## [What to do]
Among the lines of the data, copy those that hold "StreamCallback".

Collected data entries:
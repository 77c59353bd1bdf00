//! The toolkit: registered tools and their concurrent execution.

use std::collections::HashMap;
use std::sync::Arc;

use futures::future::join_all;
use serde::{Deserialize, Serialize};
use tracing::{debug, warn};

use conduit_llm::{ContentBlock, StreamCallback, StreamEvent, ToolCall, ToolDefinition, ToolResult};

use crate::error::{Result, ToolError};
use crate::tool::{Tool, ToolContext, ToolOutput};

/// Public description of a registered tool.
#[derive(Debug, Clone, PartialEq, Serialize, Deserialize)]
pub struct ToolInfo {
    pub name: String,
    pub description: String,
    /// JSON Schema of the tool's input.
    pub parameters: serde_json::Value,
}

impl ToolInfo {
    fn of(tool: &dyn Tool) -> Self {
        Self {
            name: tool.name().to_string(),
            description: tool.description().to_string(),
            parameters: tool.parameters(),
        }
    }
}

/// Registry of tools available to a tool loop.
///
/// Cloning is cheap: tools are shared behind `Arc`.
#[derive(Default, Clone)]
pub struct Toolkit {
    tools: HashMap<String, Arc<dyn Tool>>,
}

impl Toolkit {
    /// Create an empty toolkit.
    pub fn new() -> Self {
        Self::default()
    }

    /// Register a tool, replacing any tool with the same name.
    pub fn register<T: Tool + 'static>(&mut self, tool: T) {
        self.register_arc(Arc::new(tool));
    }

    /// Register a shared tool.
    pub fn register_arc(&mut self, tool: Arc<dyn Tool>) {
        let name = tool.name().to_string();
        self.tools.insert(name, tool);
    }

    /// Builder form of [`Toolkit::register_arc`].
    pub fn with_tool(mut self, tool: Arc<dyn Tool>) -> Self {
        self.register_arc(tool);
        self
    }

    pub fn get(&self, name: &str) -> Option<Arc<dyn Tool>> {
        self.tools.get(name).cloned()
    }

    pub fn contains(&self, name: &str) -> bool {
        self.tools.contains_key(name)
    }

    /// Tool names in sorted order.
    pub fn names(&self) -> Vec<&str> {
        let mut names: Vec<&str> = self.tools.keys().map(String::as_str).collect();
        names.sort_unstable();
        names
    }

    pub fn len(&self) -> usize {
        self.tools.len()
    }

    pub fn is_empty(&self) -> bool {
        self.tools.is_empty()
    }

    /// Tool definitions for the model, sorted by name.
    pub fn definitions(&self) -> Vec<ToolDefinition> {
        self.names()
            .into_iter()
            .filter_map(|name| self.tools.get(name))
            .map(|tool| ToolDefinition::new(tool.name(), tool.description(), tool.parameters()))
            .collect()
    }

    /// Descriptions of all tools, sorted by name.
    pub fn list(&self) -> Vec<ToolInfo> {
        self.names()
            .into_iter()
            .filter_map(|name| self.tools.get(name))
            .map(|tool| ToolInfo::of(tool.as_ref()))
            .collect()
    }

    /// Description of one tool.
    pub fn info(&self, name: &str) -> Result<ToolInfo> {
        self.tools
            .get(name)
            .map(|tool| ToolInfo::of(tool.as_ref()))
            .ok_or_else(|| ToolError::NotFound(name.to_string()))
    }

    /// A toolkit limited to the named tools.
    ///
    /// Every name must be registered; the first unknown name fails with
    /// [`ToolError::NotFound`].
    pub fn restricted_to<S: AsRef<str>>(&self, names: &[S]) -> Result<Toolkit> {
        let mut tools = HashMap::with_capacity(names.len());
        for name in names {
            let name = name.as_ref();
            let tool = self
                .tools
                .get(name)
                .ok_or_else(|| ToolError::NotFound(name.to_string()))?;
            tools.insert(name.to_string(), Arc::clone(tool));
        }
        Ok(Toolkit { tools })
    }

    /// Execute one tool outside any conversation.
    pub async fn call(
        &self,
        name: &str,
        input: serde_json::Value,
        ctx: &ToolContext,
    ) -> Result<ToolOutput> {
        let tool = self
            .get(name)
            .ok_or_else(|| ToolError::NotFound(name.to_string()))?;
        tokio::select! {
            biased;
            _ = ctx.cancellation.cancelled() => Err(ToolError::Cancelled),
            output = tool.execute(input, ctx) => output,
        }
    }

    /// Execute every call concurrently.
    ///
    /// Returns one tool-result block per call, in the same order as `calls`
    /// regardless of completion order. The stream callback sees each call
    /// before any of them starts. Unknown tools and tool failures become
    /// error blocks so the model can react to them.
    pub async fn run_all(
        &self,
        calls: &[ToolCall],
        ctx: &ToolContext,
        stream: Option<&StreamCallback>,
    ) -> Vec<ContentBlock> {
        if let Some(callback) = stream {
            for call in calls {
                callback(StreamEvent::ToolCall(call.clone()));
            }
        }

        let results = join_all(calls.iter().map(|call| self.run_one(call, ctx))).await;
        results.into_iter().map(ContentBlock::ToolResult).collect()
    }

    async fn run_one(&self, call: &ToolCall, ctx: &ToolContext) -> ToolResult {
        let Some(tool) = self.get(&call.name) else {
            warn!(tool = %call.name, call_id = %call.id, "Model called unknown tool");
            return ToolResult::error(
                &call.id,
                &call.name,
                format!("Tool not found: {}", call.name),
            );
        };

        debug!(tool = %call.name, call_id = %call.id, "Executing tool");
        let call_ctx = ctx.for_call(&call.id);
        let outcome = tokio::select! {
            biased;
            _ = call_ctx.cancellation.cancelled() => Err(ToolError::Cancelled),
            output = tool.execute(call.input.clone(), &call_ctx) => output,
        };

        match outcome {
            Ok(output) => {
                if output.is_error() {
                    debug!(tool = %call.name, call_id = %call.id, "Tool reported an error");
                }
                output.into_result(&call.id, &call.name)
            }
            Err(e) => {
                warn!(tool = %call.name, call_id = %call.id, error = %e, "Tool execution failed");
                ToolResult::error(&call.id, &call.name, e.to_string())
            }
        }
    }
}

impl std::fmt::Debug for Toolkit {
    fn fmt(&self, f: &mut std::fmt::Formatter<'_>) -> std::fmt::Result {
        f.debug_struct("Toolkit")
            .field("tools", &self.names())
            .finish()
    }
}

// ─────────────────────────────────────────────────────────────────────────────
// Tests
// ─────────────────────────────────────────────────────────────────────────────
//! Embedding capability.
//!
//! Backends that can embed text implement [`Embedder`] on top of
//! [`Client`] and return themselves from [`Client::as_embedder`].

use async_trait::async_trait;

use crate::backend::Client;
use crate::error::Result;
use crate::options::GenerateOptions;

/// Dense vector embeddings for text.
#[async_trait]
pub trait Embedder: Client {
    /// Embed a single text.
    async fn embedding(
        &self,
        model: &str,
        text: &str,
        options: &GenerateOptions,
    ) -> Result<Vec<f64>>;

    /// Embed several texts, one vector per input in input order.
    ///
    /// Default implementation calls [`Embedder::embedding`] for each text
    /// sequentially. Backends with a native batch endpoint should override it.
    async fn batch_embedding(
        &self,
        model: &str,
        texts: &[String],
        options: &GenerateOptions,
    ) -> Result<Vec<Vec<f64>>> {
        let mut vectors = Vec::with_capacity(texts.len());
        for text in texts {
            vectors.push(self.embedding(model, text, options).await?);
        }
        Ok(vectors)
    }
}

// ─────────────────────────────────────────────────────────────────────────────
// Mock Embedder
// ─────────────────────────────────────────────────────────────────────────────

#[cfg(any(test, feature = "testing"))]
pub use mock::MockEmbedder;

#[cfg(any(test, feature = "testing"))]
mod mock {
    use super::*;
    use crate::types::Model;
    use parking_lot::Mutex;

    /// A deterministic embedding backend for tests.
    ///
    /// The same text always maps to the same unit-length vector.
    #[derive(Debug)]
    pub struct MockEmbedder {
        name: String,
        models: Vec<String>,
        dimensions: usize,
        calls: Mutex<Vec<String>>,
    }

    impl MockEmbedder {
        pub fn new(name: impl Into<String>, dimensions: usize) -> Self {
            Self {
                name: name.into(),
                models: Vec::new(),
                dimensions,
                calls: Mutex::new(Vec::new()),
            }
        }

        pub fn with_models(mut self, models: &[&str]) -> Self {
            self.models = models.iter().map(|m| m.to_string()).collect();
            self
        }

        /// Texts embedded so far, in call order.
        pub fn calls(&self) -> Vec<String> {
            self.calls.lock().clone()
        }

        fn vector(&self, text: &str) -> Vec<f64> {
            let mut state = text
                .bytes()
                .fold(0xcbf2_9ce4_8422_2325_u64, |h, b| {
                    (h ^ b as u64).wrapping_mul(0x0100_0000_01b3)
                })
                | 1;
            let mut vector: Vec<f64> = (0..self.dimensions)
                .map(|_| {
                    state ^= state << 13;
                    state ^= state >> 7;
                    state ^= state << 17;
                    (state >> 11) as f64 / (1u64 << 52) as f64 - 1.0
                })
                .collect();

            let norm = vector.iter().map(|x| x * x).sum::<f64>().sqrt();
            if norm > 0.0 {
                vector.iter_mut().for_each(|x| *x /= norm);
            }
            vector
        }
    }

    #[async_trait]
    impl Client for MockEmbedder {
        fn name(&self) -> &str {
            &self.name
        }

        async fn list_models(&self) -> Result<Vec<Model>> {
            Ok(self
                .models
                .iter()
                .map(|m| Model::new(&self.name, m))
                .collect())
        }

        fn as_embedder(&self) -> Option<&dyn Embedder> {
            Some(self)
        }
    }

    #[async_trait]
    impl Embedder for MockEmbedder {
        async fn embedding(
            &self,
            _model: &str,
            text: &str,
            _options: &GenerateOptions,
        ) -> Result<Vec<f64>> {
            self.calls.lock().push(text.to_string());
            Ok(self.vector(text))
        }
    }
}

## [Result for this task]
use conduit_llm::{ContentBlock, StreamCallback, StreamEvent, ToolCall, ToolDefinition, ToolResult};
        stream: Option<&StreamCallback>,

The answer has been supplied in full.